Join our new webinar “Harnessing AI Agents for Advanced Fraud Detection” on Feb 13th at 9AM PT || Register today ->
This article is your go-to guide for learning how to fine-tune the LayoutLMv3 model on new, unseen data. It’s a hands-on project with step-by-step instructions. Specifically, we’ll cover:
LayoutLMv3.4 stands out as a cutting-edge pre-trained language model crafted by Microsoft Research Asia. Tailored to excel in document analysis tasks demanding an understanding of both textual and layout information such as document classification, information extraction, and question answering, this model is grounded in the transformer architecture. Its training involves vast amounts of annotated document images and text, enabling LayoutLMv3.4 to adeptly recognize and encode both textual content and visual document layout. This proficiency results in superior performance across a spectrum of document analysis tasks.

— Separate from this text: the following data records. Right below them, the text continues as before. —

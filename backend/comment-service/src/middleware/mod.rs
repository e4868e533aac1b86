//! HTTP middleware utilities for comment-service
//!
//! Correlation ids for request tracing, a request-timing log line for every
//! response, and bearer-token authentication. Auth lives in the `UserId`
//! extractor rather than a scope-level middleware because the read and
//! write routes share one resource path and only writes require a session.

use actix_web::dev::{forward_ready, Service, ServiceRequest, ServiceResponse, Transform};
use actix_web::http::header::{HeaderName, HeaderValue};
use actix_web::{web, Error, FromRequest, HttpMessage, HttpRequest};
use futures::future::LocalBoxFuture;
use jsonwebtoken::{decode, Algorithm, DecodingKey, Validation};
use serde::{Deserialize, Serialize};
use std::future::{ready, Ready};
use std::rc::Rc;
use std::time::Instant;
use uuid::Uuid;

use crate::error::AppError;
use crate::handlers::AppState;
use crate::services::RequestContext;

const CORRELATION_ID_HEADER: &str = "x-correlation-id";

// =====================================================================
// Correlation ids
// =====================================================================

/// Correlation id stored in request extensions.
#[derive(Debug, Clone)]
pub struct CorrelationId(pub String);

/// Uses the caller-supplied `X-Correlation-ID` header when present,
/// generates a UUID otherwise, and echoes the id on the response. The id
/// exists for log correlation only; it is never part of a success payload.
#[derive(Clone)]
pub struct CorrelationIdMiddleware;

impl<S, B> Transform<S, ServiceRequest> for CorrelationIdMiddleware
where
    S: Service<ServiceRequest, Response = ServiceResponse<B>, Error = Error> + 'static,
    S::Future: 'static,
    B: 'static,
{
    type Response = ServiceResponse<B>;
    type Error = Error;
    type InitError = ();
    type Transform = CorrelationIdMiddlewareService<S>;
    type Future = Ready<Result<Self::Transform, Self::InitError>>;

    fn new_transform(&self, service: S) -> Self::Future {
        ready(Ok(CorrelationIdMiddlewareService {
            service: Rc::new(service),
        }))
    }
}

pub struct CorrelationIdMiddlewareService<S> {
    service: Rc<S>,
}

impl<S, B> Service<ServiceRequest> for CorrelationIdMiddlewareService<S>
where
    S: Service<ServiceRequest, Response = ServiceResponse<B>, Error = Error> + 'static,
    S::Future: 'static,
    B: 'static,
{
    type Response = ServiceResponse<B>;
    type Error = Error;
    type Future = LocalBoxFuture<'static, Result<Self::Response, Self::Error>>;

    forward_ready!(service);

    fn call(&self, req: ServiceRequest) -> Self::Future {
        let correlation_id = req
            .headers()
            .get(CORRELATION_ID_HEADER)
            .and_then(|h| h.to_str().ok())
            .map(str::to_string)
            .unwrap_or_else(|| Uuid::new_v4().to_string());

        req.extensions_mut()
            .insert(CorrelationId(correlation_id.clone()));

        let fut = self.service.call(req);

        Box::pin(async move {
            let mut res = fut.await?;
            if let Ok(value) = HeaderValue::from_str(&correlation_id) {
                res.headers_mut()
                    .insert(HeaderName::from_static(CORRELATION_ID_HEADER), value);
            }
            Ok(res)
        })
    }
}

/// Correlation id for the current request, generating one if the middleware
/// did not run (direct handler tests).
pub fn get_correlation_id(req: &HttpRequest) -> String {
    req.extensions()
        .get::<CorrelationId>()
        .map(|id| id.0.clone())
        .unwrap_or_else(|| Uuid::new_v4().to_string())
}

pub fn request_context(req: &HttpRequest) -> RequestContext {
    RequestContext {
        correlation_id: get_correlation_id(req),
    }
}

// =====================================================================
// Request timing
// =====================================================================

/// Logs one line per response with the correlation id; failures log at
/// `warn!` so every error path is traceable server-side.
pub struct RequestTimingMiddleware;

impl<S, B> Transform<S, ServiceRequest> for RequestTimingMiddleware
where
    S: Service<ServiceRequest, Response = ServiceResponse<B>, Error = Error> + 'static,
    S::Future: 'static,
    B: 'static,
{
    type Response = ServiceResponse<B>;
    type Error = Error;
    type InitError = ();
    type Transform = RequestTimingMiddlewareService<S>;
    type Future = Ready<Result<Self::Transform, Self::InitError>>;

    fn new_transform(&self, service: S) -> Self::Future {
        ready(Ok(RequestTimingMiddlewareService {
            service: Rc::new(service),
        }))
    }
}

pub struct RequestTimingMiddlewareService<S> {
    service: Rc<S>,
}

impl<S, B> Service<ServiceRequest> for RequestTimingMiddlewareService<S>
where
    S: Service<ServiceRequest, Response = ServiceResponse<B>, Error = Error> + 'static,
    S::Future: 'static,
    B: 'static,
{
    type Response = ServiceResponse<B>;
    type Error = Error;
    type Future = LocalBoxFuture<'static, Result<Self::Response, Self::Error>>;

    forward_ready!(service);

    fn call(&self, req: ServiceRequest) -> Self::Future {
        let service = self.service.clone();
        let method = req.method().to_string();
        let path = req.path().to_string();
        let correlation_id = req
            .extensions()
            .get::<CorrelationId>()
            .map(|id| id.0.clone())
            .unwrap_or_default();
        let start = Instant::now();

        Box::pin(async move {
            let res = service.call(req).await;
            let elapsed_ms = start.elapsed().as_millis() as u64;

            match &res {
                Ok(res) if res.status().is_client_error() || res.status().is_server_error() => {
                    tracing::warn!(
                        %correlation_id,
                        %method,
                        %path,
                        status = res.status().as_u16(),
                        elapsed_ms,
                        "request failed"
                    );
                }
                Ok(res) => {
                    tracing::debug!(
                        %correlation_id,
                        %method,
                        %path,
                        status = res.status().as_u16(),
                        elapsed_ms,
                        "request completed"
                    );
                }
                Err(e) => {
                    tracing::warn!(
                        %correlation_id,
                        %method,
                        %path,
                        error = %e,
                        elapsed_ms,
                        "request failed"
                    );
                }
            }

            res
        })
    }
}

// =====================================================================
// Bearer-token authentication
// =====================================================================

/// Authenticated user id extracted from a validated bearer token.
#[derive(Debug, Clone)]
pub struct UserId(pub Uuid);

#[derive(Debug, Serialize, Deserialize)]
pub struct Claims {
    pub sub: String,
    pub exp: usize,
}

pub fn validate_token(token: &str, secret: &str) -> Result<Claims, jsonwebtoken::errors::Error> {
    let data = decode::<Claims>(
        token,
        &DecodingKey::from_secret(secret.as_bytes()),
        &Validation::new(Algorithm::HS256),
    )?;
    Ok(data.claims)
}

fn authenticate(req: &HttpRequest) -> Result<UserId, AppError> {
    let secret = req
        .app_data::<web::Data<AppState>>()
        .map(|state| state.jwt_secret.clone())
        .ok_or_else(|| AppError::Internal("auth state missing".to_string()))?;

    let auth_header = req
        .headers()
        .get("Authorization")
        .and_then(|h| h.to_str().ok())
        .ok_or_else(|| AppError::Unauthorized("authentication required".to_string()))?;

    let token = auth_header
        .strip_prefix("Bearer ")
        .ok_or_else(|| AppError::Unauthorized("invalid authorization scheme".to_string()))?;

    let claims = validate_token(token, &secret)
        .map_err(|_| AppError::Unauthorized("invalid or expired token".to_string()))?;

    let user_id = Uuid::parse_str(&claims.sub)
        .map_err(|_| AppError::Unauthorized("invalid user id".to_string()))?;

    Ok(UserId(user_id))
}

impl FromRequest for UserId {
    type Error = Error;
    type Future = Ready<Result<Self, Self::Error>>;

    fn from_request(req: &HttpRequest, _: &mut actix_web::dev::Payload) -> Self::Future {
        ready(authenticate(req).map_err(Error::from))
    }
}
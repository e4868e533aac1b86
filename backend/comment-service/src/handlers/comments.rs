//! Comment handlers - HTTP endpoints for comment threads

use actix_web::{web, HttpRequest, HttpResponse};
use serde::Deserialize;
use uuid::Uuid;

use crate::error::Result;
use crate::handlers::AppState;
use crate::middleware::{request_context, UserId};

/// Request body for creating a comment
#[derive(Debug, Deserialize)]
#[serde(rename_all = "camelCase")]
pub struct CreateCommentRequest {
    pub body: String,
    pub parent_id: Option<Uuid>,
}

/// Get the comment thread for a post
pub async fn get_post_comments(
    req: HttpRequest,
    state: web::Data<AppState>,
    post_id: web::Path<Uuid>,
) -> Result<HttpResponse> {
    let ctx = request_context(&req);
    let thread = state.comments.list_comments(&ctx, *post_id).await?;

    Ok(HttpResponse::Ok().json(thread))
}

/// Create a comment or reply on a post
pub async fn create_comment(
    req: HttpRequest,
    state: web::Data<AppState>,
    post_id: web::Path<Uuid>,
    user_id: UserId,
    payload: web::Json<CreateCommentRequest>,
) -> Result<HttpResponse> {
    let ctx = request_context(&req);
    let comment = state
        .comments
        .create_comment(&ctx, *post_id, user_id.0, &payload.body, payload.parent_id)
        .await?;

    Ok(HttpResponse::Ok().json(serde_json::json!({ "comment": comment })))
}

/// Liveness check
pub async fn health() -> HttpResponse {
    HttpResponse::Ok().json(serde_json::json!({
        "status": "healthy",
        "service": "comment-service",
    }))
}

The versatility of LayoutLMv3.4 extends to applications like document classification, named entity recognition, and question answering.
In this section we Will be fine-tuning the LayoutLMv3 model on the CORD dataset.
Initially, we install wkhtmltopdf in Colab.
# Download the package
!wget -q https://github.com/wkhtmltopdf/packaging/releases/download/0.12.6-1/wkhtmltox_0.12.6-1.bionic_amd64.deb
# Install the package
!dpkg -i wkhtmltox_0.12.6-1.bionic_amd64.deb
# Fix dependencies
!apt-get -f install -y
Next, we will proceed with the installation of the required libraries for this tutorial:
!pip install -qqq transformers==4.27.2 --progress-bar off
!pip install -qqq pytorch-lightning==1.9.4 --progress-bar off
!pip install -qqq torchmetrics==0.11.4 --progress-bar off
!pip install -qqq imgkit==1.2.3 --progress-bar off
!pip install -qqq easyocr==1.6.2 --progress-bar off
!pip install -qqq Pillow==9.4.0 --progress-bar off
!pip install -qqq tensorboardX==2.5.1 --progress-bar off
!pip install -qqq huggingface_hub==0.11.1 --progress-bar off
!pip install -qqq --upgrade --no-cache-dir gdown
And once they’re installed let’s import them and set the seed to 42:
from transformers import LayoutLMv3FeatureExtractor, LayoutLMv3TokenizerFast, LayoutLMv3Processor, LayoutLMv3ForSequenceClassification
from tqdm import tqdm
import torch
from torch.utils.data import Dataset, DataLoader
import pytorch_lightning as pl
from pytorch_lightning.callbacks import ModelCheckpoint
from PIL import Image, ImageDraw, ImageFont
import numpy as np
from sklearn.model_selection import train_test_split
import imgkit
import easyocr
import torchvision.transforms as T
from pathlib import Path
import matplotlib.pyplot as plt
import os
import cv2
from typing import List
import json
from torchmetrics import Accuracy
from huggingface_hub import notebook_login
from sklearn.metrics import confusion_matrix, ConfusionMatrixDisplay
%matplotlib inline
pl.seed_everything(42)
This dataset, sourced from Kaggle and named “Financial Documents Clustering,” consists of HTML documents, specifically tables extracted from publicly accessible financial annual reports of Hexaware Technologies.
Loading the Dataset :
Now let’s load the dataset into our working notebook.
!gdown 1tMZXonmajLPK9zhZ2dt-CdzRTs5YfHy0
!unzip -q financial-documents.zip
!mv "TableClassifierQuaterlyWithNotes" "documents"
Since the original documents in the dataset are formatted in HTML tags, a conversion process is required. In this part we will be converting the HTML documents into Images. But first, let’s rename the folder in which we have the data
for dir in Path("documents").glob("*"):
dir.rename(str(dir).lower().replace(" ", "_"))
list(Path("documents").glob("*"))
Then, let’s create a directory for the output images.
for dir in Path("documents").glob("*"):
image_dir = Path(f"images/{dir.name}")
image_dir.mkdir(exist_ok=True, parents=True)
Once the directory is created let’s convert the HTML files to images and save them in the images directory.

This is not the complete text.